Where the records below reach the line containing "name.parse().map_err(serde::de::Error::custom)", start transcribing, and end with the line containing "impl From<&str> for", exactly and with nothing else added.

(Records for the exercise Opens)

use std::collections::HashMap;
use std::fmt;
use std::str::FromStr;

use serde::{Deserialize, Serialize};

use crate::error::Error;
use crate::settings::JsonpDescriptor;

/// HTTP method for requests, plus the JSONP pseudo-method.
///
/// Serialized lowercase; parsed case-insensitively, so `"POST"` and `"post"`
/// both deserialize.
#[derive(Debug, Clone, Copy, Serialize, PartialEq, Eq, Hash, Default)]
#[serde(rename_all = "lowercase")]
pub enum Method {
    #[default]
    GET,
    HEAD,
    POST,
    PUT,
    DELETE,
    PATCH,
    OPTIONS,
    /// GET performed through a callback-wrapped script load.
    JSONP,
}

impl Method {
    pub fn as_str(&self) -> &'static str {
        match self {
            Method::GET => "get",
            Method::HEAD => "head",
            Method::POST => "post",
            Method::PUT => "put",
            Method::DELETE => "delete",
            Method::PATCH => "patch",
            Method::OPTIONS => "options",
            Method::JSONP => "jsonp",
        }
    }
}

impl fmt::Display for Method {
    fn fmt(&self, f: &mut fmt::Formatter<'_>) -> fmt::Result {
        f.write_str(self.as_str())
    }
}

impl FromStr for Method {
    type Err = Error;

    fn from_str(s: &str) -> Result<Self, Self::Err> {
        match s.to_ascii_lowercase().as_str() {
            "get" => Ok(Method::GET),
            "head" => Ok(Method::HEAD),
            "post" => Ok(Method::POST),
            "put" => Ok(Method::PUT),
            "delete" => Ok(Method::DELETE),
            "patch" => Ok(Method::PATCH),
            "options" => Ok(Method::OPTIONS),
            "jsonp" => Ok(Method::JSONP),
            _ => Err(Error::InvalidMethod {
                method: s.to_string(),
            }),
        }
    }
}

impl<'de> Deserialize<'de> for Method {
    fn deserialize<D: serde::Deserializer<'de>>(deserializer: D) -> Result<Self, D::Error> {
        let name = String::deserialize(deserializer)?;
        name.parse().map_err(serde::de::Error::custom)
    }
}

impl From<Method> for http::Method {
    fn from(method: Method) -> Self {
        match method {
            Method::GET | Method::JSONP => http::Method::GET,
            Method::POST => http::Method::POST,
            Method::PUT => http::Method::PUT,
            Method::DELETE => http::Method::DELETE,
            Method::PATCH => http::Method::PATCH,
            Method::HEAD => http::Method::HEAD,
            Method::OPTIONS => http::Method::OPTIONS,
        }
    }
}

impl TryFrom<http::Method> for Method {
    type Error = Error;

    fn try_from(method: http::Method) -> Result<Self, Self::Error> {
        method.as_str().parse()
    }
}

/// Request payload.
#[derive(Debug, Clone, Serialize, Deserialize, PartialEq)]
#[serde(untagged)]
pub enum Body {
    Text(String),
    Json(serde_json::Value),
    Bytes(Vec<u8>),
}

impl Body {
    pub fn json(value: impl Serialize) -> Result<Self, serde_json::Error> {
        Ok(Body::Json(serde_json::to_value(value)?))
    }

    /// Payloads that count as "nothing to send": empty text or bytes, and
    /// JSON `null`, `false`, `0` or `""`.
    pub fn is_empty(&self) -> bool {
        match self {
            Body::Text(text) => text.is_empty(),
            Body::Bytes(bytes) => bytes.is_empty(),
            Body::Json(serde_json::Value::Null) => true,
            Body::Json(serde_json::Value::Bool(flag)) => !flag,
            Body::Json(serde_json::Value::Number(n)) => n.as_f64() == Some(0.0),
            Body::Json(serde_json::Value::String(s)) => s.is_empty(),
            Body::Json(_) => false,
        }
    }
}

impl From<&str> for Body {
    fn from(text: &str) -> Self {
        Body::Text(text.to_string())
    }
}

impl From<String> for Body {
    fn from(text: String) -> Self {
        Body::Text(text)
    }
}

impl From<serde_json::Value> for Body {
    fn from(value: serde_json::Value) -> Self {
        Body::Json(value)
    }
}

impl From<Vec<u8>> for Body {
    fn from(bytes: Vec<u8>) -> Self {
        Body::Bytes(bytes)
    }
}

/// Request mode. Only meaningful to browser fetch implementations.
#[derive(Debug, Clone, Copy, Serialize, Deserialize, PartialEq, Eq)]
#[serde(rename_all = "kebab-case")]
pub enum RequestMode {
    Cors,
    NoCors,
    SameOrigin,
    Navigate,
}

/// Cache mode.
#[derive(Debug, Clone, Copy, Serialize, Deserialize, PartialEq, Eq)]
#[serde(rename_all = "kebab-case")]
pub enum CacheMode {
    Default,
    NoStore,
    Reload,
    NoCache,
    ForceCache,
    OnlyIfCached,
}

impl CacheMode {
    /// The `Cache-Control` request directive this mode maps to, if any.
    pub fn cache_control(&self) -> Option<&'static str> {
        match self {
            CacheMode::NoStore => Some("no-store"),
            CacheMode::Reload | CacheMode::NoCache => Some("no-cache"),
            CacheMode::Default | CacheMode::ForceCache | CacheMode::OnlyIfCached => None,
        }
    }
}

/// Transport init options handed to the fetch primitive along with the URL.
///
/// Fields not modelled here are kept in `extra` and passed through untouched.
#[derive(Debug, Clone, Serialize, Deserialize, Default, PartialEq)]
pub struct RequestInit {
    #[serde(default, skip_serializing_if = "Option::is_none")]
    pub method: Option<Method>,

    #[serde(default, skip_serializing_if = "HashMap::is_empty")]
    pub headers: HashMap<String, String>,

    #[serde(default, skip_serializing_if = "Option::is_none")]
    pub body: Option<Body>,

    #[serde(default, skip_serializing_if = "Option::is_none")]
    pub mode: Option<RequestMode>,

    #[serde(default, skip_serializing_if = "Option::is_none")]
    pub cache: Option<CacheMode>,

    #[serde(flatten)]
    pub extra: serde_json::Map<String, serde_json::Value>,
}

impl RequestInit {
    pub fn new() -> Self {
        Self::default()
    }

    pub fn with_method(mut self, method: Method) -> Self {
        self.method = Some(method);
        self
    }

    pub fn with_header(mut self, name: impl Into<String>, value: impl Into<String>) -> Self {
        self.headers.insert(name.into(), value.into());
        self
    }

    pub fn with_body(mut self, body: impl Into<Body>) -> Self {
        self.body = Some(body.into());
        self
    }

    pub fn with_mode(mut self, mode: RequestMode) -> Self {
        self.mode = Some(mode);
        self
    }

    pub fn with_cache(mut self, cache: CacheMode) -> Self {
        self.cache = Some(cache);
        self
    }

    /// The method to use on the wire; GET when none was set.
    pub fn method_or_default(&self) -> Method {
        self.method.unwrap_or_default()
    }
}

/// The descriptor produced by finalizing a chain.
#[derive(Debug, Clone, Serialize, Deserialize, PartialEq)]
pub struct FinalRequest {
    pub url: String,
    pub init: RequestInit,
    pub jsonp: JsonpDescriptor,
}

/// What the fetch primitive resolved with. Any status, 4xx and 5xx
/// included, arrives here rather than as an error.
#[derive(Debug, Clone, Serialize, Deserialize)]
pub struct HttpResponse {
    pub status: u16,
    /// Canonical reason phrase, e.g. `Not Found`.
    pub status_text: String,
    /// Header names are lowercase; values that are not valid text are left
    /// out.
    pub headers: HashMap<String, String>,
    /// The body decoded as JSON, `null` when it is empty or not JSON.
    pub body: serde_json::Value,
    /// The body as received. JSONP scripts are read from here.
    #[serde(default, skip_serializing_if = "Option::is_none")]
    pub body_text: Option<String>,
}

impl HttpResponse {
    /// 2xx. A JSONP script is only evaluated from such a response.
    pub fn is_success(&self) -> bool {
        (200..300).contains(&self.status)
    }

    pub fn json<T: for<'de> Deserialize<'de>>(&self) -> Result<T, serde_json::Error> {
        serde_json::from_value(self.body.clone())
    }
}

/// What a finalized request resolves to.
#[derive(Debug, Clone)]
pub enum Reply {
    /// Response from the fetch primitive, whatever its status.
    Response(HttpResponse),
    /// Payload handed to a JSONP callback.
    Jsonp(serde_json::Value),
}

impl Reply {
    pub fn response(&self) -> Option<&HttpResponse> {
        match self {
            Reply::Response(response) => Some(response),
            Reply::Jsonp(_) => None,
        }
    }

    /// The decoded payload: the parsed response body or the JSONP argument.
    pub fn payload(&self) -> &serde_json::Value {
        match self {
            Reply::Response(response) => &response.body,
            Reply::Jsonp(value) => value,
        }
    }

    pub fn json<T: for<'de> Deserialize<'de>>(&self) -> Result<T, serde_json::Error> {
        serde_json::from_value(self.payload().clone())
    }
}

(Records for the exercise Closes)

◆ **Solved exercise**
        name.parse().map_err(serde::de::Error::custom)
    }
}

impl From<Method> for http::Method {
    fn from(method: Method) -> Self {
        match method {
            Method::GET | Method::JSONP => http::Method::GET,
            Method::POST => http::Method::POST,
            Method::PUT => http::Method::PUT,
            Method::DELETE => http::Method::DELETE,
            Method::PATCH => http::Method::PATCH,
            Method::HEAD => http::Method::HEAD,
            Method::OPTIONS => http::Method::OPTIONS,
        }
    }
}

impl TryFrom<http::Method> for Method {
    type Error = Error;

    fn try_from(method: http::Method) -> Result<Self, Self::Error> {
        method.as_str().parse()
    }
}

/// Request payload.
#[derive(Debug, Clone, Serialize, Deserialize, PartialEq)]
#[serde(untagged)]
pub enum Body {
    Text(String),
    Json(serde_json::Value),
    Bytes(Vec<u8>),
}

impl Body {
    pub fn json(value: impl Serialize) -> Result<Self, serde_json::Error> {
        Ok(Body::Json(serde_json::to_value(value)?))
    }

    /// Payloads that count as "nothing to send": empty text or bytes, and
    /// JSON `null`, `false`, `0` or `""`.
    pub fn is_empty(&self) -> bool {
        match self {
            Body::Text(text) => text.is_empty(),
            Body::Bytes(bytes) => bytes.is_empty(),
            Body::Json(serde_json::Value::Null) => true,
            Body::Json(serde_json::Value::Bool(flag)) => !flag,
            Body::Json(serde_json::Value::Number(n)) => n.as_f64() == Some(0.0),
            Body::Json(serde_json::Value::String(s)) => s.is_empty(),
            Body::Json(_) => false,
        }
    }
}

impl From<&str> for Body {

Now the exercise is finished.